Sonic Pi et les artistes
Sam a également pour ambition de faire de Sonic Pi un outil artistique à part entière, ce qui soulève de nouvelles questions en termes de propriété intellectuelle. En effet, lorsqu’un morceau créé à l’aide de Sonic Pi est diffusé, il ne s’agit pas d’un simple fichier audio, il s’agit aussi d’un code. Dès lors, la question se pose de savoir si la musique informatique produite grâce au codage doit relever du droit de la propriété intellectuelle. Un artiste peut-il être poursuivi pour avoir utilisé l’algorithme d’un morceau appartenant à un tiers tout comme il le serait s’il utilisait le riff d’un autre compositeur?

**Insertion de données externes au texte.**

use crate::{
    inputs::host::{HostEntry, Priority},
    products::{
        expected::{Classification, ExpiryState},
        unexpected::HostError,
    },
};
use chrono::{DateTime, Utc};
use serde::Serialize;


/// Alias Type for Vec<CertificateResult>
pub type CertificateResults = Vec<CertificateResult>;


#[derive(Debug, Clone, Serialize, PartialEq)]
/// Outcome of a single host check
pub struct CertificateResult {
    /// Checked host name
    pub hostname: String,

    /// Host metadata, absent for malformed entries
    #[serde(skip_serializing_if = "Option::is_none")]
    pub entry: Option<HostEntry>,

    /// Certificate "not valid after" instant
    #[serde(skip_serializing_if = "Option::is_none")]
    pub expiration: Option<DateTime<Utc>>,

    /// Human readable expiration
    #[serde(skip_serializing_if = "Option::is_none")]
    pub expires: Option<String>,

    /// Expiry classification
    #[serde(skip_serializing_if = "Option::is_none")]
    pub classification: Option<Classification>,

    /// Why the host couldn't be classified
    #[serde(skip_serializing_if = "Option::is_none")]
    pub error: Option<HostError>,
}


impl CertificateResult {
    /// New classified result
    pub fn classified(
        entry: &HostEntry,
        expiration: DateTime<Utc>,
        classification: Classification,
    ) -> CertificateResult {
        CertificateResult {
            hostname: entry.hostname.trim().to_string(),
            entry: Some(entry.clone()),
            expiration: Some(expiration),
            expires: Some(format_expiration(&expiration)),
            classification: Some(classification),
            error: None,
        }
    }


    /// New failed result
    pub fn failed(hostname: &str, entry: Option<&HostEntry>, error: HostError) -> CertificateResult {
        CertificateResult {
            hostname: hostname.to_string(),
            entry: entry.cloned(),
            expiration: None,
            expires: None,
            classification: None,
            error: Some(error),
        }
    }


    /// Expiry state, if classified
    pub fn state(&self) -> Option<ExpiryState> {
        self.classification.map(|classification| classification.state)
    }


    /// Classified as expiring soon or expired
    pub fn is_at_risk(&self) -> bool {
        self.state().map_or(false, ExpiryState::is_at_risk)
    }


    /// Host priority, unset for malformed entries
    pub fn priority(&self) -> Priority {
        self.entry
            .as_ref()
            .map(|entry| entry.priority)
            .unwrap_or_default()
    }


    /// Host environment, if defined
    pub fn environment(&self) -> Option<&str> {
        self.entry
            .as_ref()
            .and_then(|entry| entry.environment.as_deref())
    }
}


/// Render certificate expiration for humans
pub fn format_expiration(expiration: &DateTime<Utc>) -> String {
    expiration.format("%Y-%m-%d %H:%M:%S UTC").to_string()
}
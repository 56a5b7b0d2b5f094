use crate::{
    configuration::DEFAULT_OWNER,
    inputs::host::Priority,
    products::{certificate_result::CertificateResult, expected::ExpiryState},
};
use chrono::{DateTime, Utc};
use serde::Serialize;


#[derive(Debug, Clone, Serialize, PartialEq, Eq)]
/// At-risk host entry of a notification
pub struct BatchEntry {
    /// Host name
    pub hostname: String,

    /// Expiring soon or expired
    pub state: ExpiryState,

    /// Whole days until expiry, negative once expired
    pub days_remaining: i64,

    /// Human readable expiration
    pub expires: String,

    /// Host priority
    pub priority: Priority,

    /// Host environment
    #[serde(skip_serializing_if = "Option::is_none")]
    pub environment: Option<String>,
}


impl BatchEntry {
    /// Entry for classified at-risk result, None for anything else
    pub fn from_result(result: &CertificateResult) -> Option<BatchEntry> {
        let classification = result.classification?;
        if !classification.state.is_at_risk() {
            return None;
        }
        Some(BatchEntry {
            hostname: result.hostname.clone(),
            state: classification.state,
            days_remaining: classification.days_remaining,
            expires: result.expires.clone().unwrap_or_default(),
            priority: result.priority(),
            environment: result.environment().map(str::to_string),
        })
    }


    /// Markdown bullet line describing the entry
    pub fn to_bullet(&self) -> String {
        let status = match (self.state, self.days_remaining) {
            (ExpiryState::Expired, 0) => "expires today".to_string(),
            (ExpiryState::Expired, days) => format!("expired {} days ago", -days),
            (_, 1) => "expires in 1 day".to_string(),
            (_, days) => format!("expires in {} days", days),
        };
        let mut tags = vec![];
        if self.priority != Priority::Unset {
            tags.push(format!("Priority: {}", self.priority));
        }
        if let Some(environment) = &self.environment {
            tags.push(format!("Env: {}", environment));
        }
        let tags = if tags.is_empty() {
            String::new()
        } else {
            format!(" ({})", tags.join(", "))
        };
        format!(
            "• **{}**: {} on {}{}",
            self.hostname, status, self.expires, tags
        )
    }
}


#[derive(Debug, Clone, Serialize, PartialEq, Eq)]
/// At-risk hosts collected during a run, consumed by the notifier
pub struct NotificationBatch {
    /// Run timestamp
    pub generated_at: DateTime<Utc>,

    /// Owner label
    pub owner: String,

    /// At-risk hosts in host-list order
    pub entries: Vec<BatchEntry>,
}


impl NotificationBatch {
    /// New empty batch, blank owner falls back to the default one
    pub fn new(generated_at: DateTime<Utc>, owner: Option<&str>) -> NotificationBatch {
        NotificationBatch {
            generated_at,
            owner: owner
                .map(str::trim)
                .filter(|owner| !owner.is_empty())
                .unwrap_or(DEFAULT_OWNER)
                .to_string(),
            entries: vec![],
        }
    }


    /// Record a host result, only at-risk ones are kept
    pub fn push(&mut self, result: &CertificateResult) {
        if let Some(entry) = BatchEntry::from_result(result) {
            self.entries.push(entry);
        }
    }


    /// No at-risk hosts
    pub fn is_empty(&self) -> bool {
        self.entries.is_empty()
    }


    /// Amount of at-risk hosts
    pub fn total_count(&self) -> usize {
        self.entries.len()
    }


    /// Names of at-risk hosts in order
    pub fn hostnames(&self) -> Vec<&str> {
        self.entries
            .iter()
            .map(|entry| entry.hostname.as_str())
            .collect()
    }
}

“Ce qui m’intéresse vraiment, ce sont tous les horizons encore inconnus vers lesquels cette pratique nous emmène”, affirme-t-il. “J’ai bon espoir que la création de musique à partir de texte donne à davantage de personnes la capacité de s’ouvrir aux autres et d’apprendre du travail d’autrui. Supposons que j’entende un morceau qui me plaise. Je vais me demander comment son auteur s’y est pris pour en arriver là. En temps normal, j’aurais du mal à obtenir une réponse, mais là, c’est simple, tout est dans le code, juste sous mes yeux. Partager un savoir-faire musical devient ainsi aussi simple que d’envoyer un fichier texte par courrier électronique. Il me suffit de parcourir le code pour découvrir toutes les étapes du processus de création de l’artiste et en tirer des enseignements”.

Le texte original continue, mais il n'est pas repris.